コンクリート壁と縁を切るという概念


石膏ボードを張る為の下地として、コンクリート壁と柱の動きが違う。

これは、構造スリットという考え方がある場合に、どうしても避ける事が出来ない状況になります。

そのままGL工法で石膏ボードを張った場合には、後々で仕上にヒビが見えたりする状態になりやすい。

それを避ける為には、ちょっと意匠的には今ひとつだけども、石膏ボードに目地を入れる必要があります。

……というような話を前回はしました。

この「ボード目地」というのは一見地味ですが、施工段階できちんとした計画が必要な項目なんです。

建物が完成して半年くらいしたら、壁面に目立つひび割れが入っているとか、壁紙が微妙に切れそうになっているとか。

そうした状態はクレームの大きな要因になるので、極力避けるべく努力をしていく必要があるんです。

まあクレームが来るとか言う以前に、竣工後すぐに壁が汚い状態になるような建物を設計したくないですよね。

そうならない為の方法として、石膏ボードに目地を入れるやり方を紹介しましたが、今回はLGSを建てる場合にどうなるか。

これをサラッと考えてみることにしましょう。


■ボード目地のイメージ

コンクリートの壁と柱の動きが違うことによって、その下地に直接付いている石膏ボードにも異なる力がかかる。

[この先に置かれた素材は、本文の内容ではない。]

//! Lightweight in-process outcome counters.

use std::sync::atomic::{AtomicU64, Ordering};

use serde::Serialize;

/// Counters for one service instance. Row-store time is kept in microseconds.
#[derive(Debug, Default)]
pub struct GateMetrics {
    total: AtomicU64,
    succeeded: AtomicU64,
    matched: AtomicU64,
    auth_failures: AtomicU64,
    validation_failures: AtomicU64,
    internal_errors: AtomicU64,
    timeouts: AtomicU64,
    store_total_us: AtomicU64,
    store_max_us: AtomicU64,
}

impl GateMetrics {
    pub fn new() -> Self {
        Self::default()
    }

    pub fn record_success(&self, matched: bool, store_ms: f64) {
        self.total.fetch_add(1, Ordering::Relaxed);
        self.succeeded.fetch_add(1, Ordering::Relaxed);
        if matched {
            self.matched.fetch_add(1, Ordering::Relaxed);
        }
        self.record_store_time(store_ms);
    }

    pub fn record_auth_failure(&self) {
        self.total.fetch_add(1, Ordering::Relaxed);
        self.auth_failures.fetch_add(1, Ordering::Relaxed);
    }

    pub fn record_validation_failure(&self) {
        self.total.fetch_add(1, Ordering::Relaxed);
        self.validation_failures.fetch_add(1, Ordering::Relaxed);
    }

    /// Timeouts count as internal errors as well.
    pub fn record_internal_error(&self, timed_out: bool) {
        self.total.fetch_add(1, Ordering::Relaxed);
        self.internal_errors.fetch_add(1, Ordering::Relaxed);
        if timed_out {
            self.timeouts.fetch_add(1, Ordering::Relaxed);
        }
    }

    fn record_store_time(&self, store_ms: f64) {
        let micros = (store_ms.max(0.0) * 1000.0) as u64;
        self.store_total_us.fetch_add(micros, Ordering::Relaxed);

        let mut current = self.store_max_us.load(Ordering::Relaxed);
        while micros > current {
            match self.store_max_us.compare_exchange(
                current,
                micros,
                Ordering::Relaxed,
                Ordering::Relaxed,
            ) {
                Ok(_) => break,
                Err(next) => current = next,
            }
        }
    }

    pub fn snapshot(&self) -> GateMetricsSnapshot {
        let succeeded = self.succeeded.load(Ordering::Relaxed);
        let store_total_us = self.store_total_us.load(Ordering::Relaxed);
        let store_max_us = self.store_max_us.load(Ordering::Relaxed);

        let avg_store_ms = if succeeded > 0 {
            Some(store_total_us as f64 / 1000.0 / succeeded as f64)
        } else {
            None
        };

        GateMetricsSnapshot {
            total: self.total.load(Ordering::Relaxed),
            succeeded,
            matched: self.matched.load(Ordering::Relaxed),
            auth_failures: self.auth_failures.load(Ordering::Relaxed),
            validation_failures: self.validation_failures.load(Ordering::Relaxed),
            internal_errors: self.internal_errors.load(Ordering::Relaxed),
            timeouts: self.timeouts.load(Ordering::Relaxed),
            store_time_total_ms: store_total_us as f64 / 1000.0,
            avg_store_ms,
            max_store_ms: if succeeded > 0 {
                Some(store_max_us as f64 / 1000.0)
            } else {
                None
            },
        }
    }
}

#[derive(Debug, Clone, PartialEq, Serialize)]
pub struct GateMetricsSnapshot {
    pub total: u64,
    pub succeeded: u64,
    pub matched: u64,
    pub auth_failures: u64,
    pub validation_failures: u64,
    pub internal_errors: u64,
    pub timeouts: u64,
    pub store_time_total_ms: f64,
    pub avg_store_ms: Option<f64>,
    pub max_store_ms: Option<f64>,
}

これを解消する為に目地がある訳ですが、デザイン的にはあまり好ましいものではありません。

イメージはこんな感じですから。

ボード目地のイメージ

これはドアの上部に入れている目地なので、構造スリット部分に入れる目地とは違う考え方ですが、見え方は同じような感じです。

ドアの上部もひび割れが入りやすい箇所なので、場合によってはこうして目地を入れることもあるんです。

 

■LGSを建てるという考え方

こうしたデザイン的に歓迎出来ない目地をなくす為には、どうすれば良いのかというと、考え方は簡単です。

下地のコンクリートと石膏ボードの縁を切ること。

下地の動きが異なることで、その力が壁仕上に悪影響を与える訳ですから、下地の動きを同じにすれば良い。

ただそれだけの話で、平面図としてはこのような感じになります。

コンクリートと縁を切った状態

コンクリート壁と柱を下地にするのではなく、あくまでも石膏ボードの下地はLGSになる。

こうすることによって、構造スリット部分にボードに目地を入れないでも、後々問題になることはありません。

ただ、上図では結局、両サイドの壁面にLGS下地とGL工法が切り替わる部分が発生します。

そこで結局は目地が必要になってしまうので、せっかくGL工法からLGS下地に変更しても、あまり効果的じゃないかも知れません。

こんな中途半端なやり方ではなく、全部LGS下地にするなど、目地に関してはもう少し検討が必要です。

ただ、これ以上の詳しい話は、別のカテゴリで詳しくやっていくことにして、壁仕上の項目ではこのあたりにしておくことにします。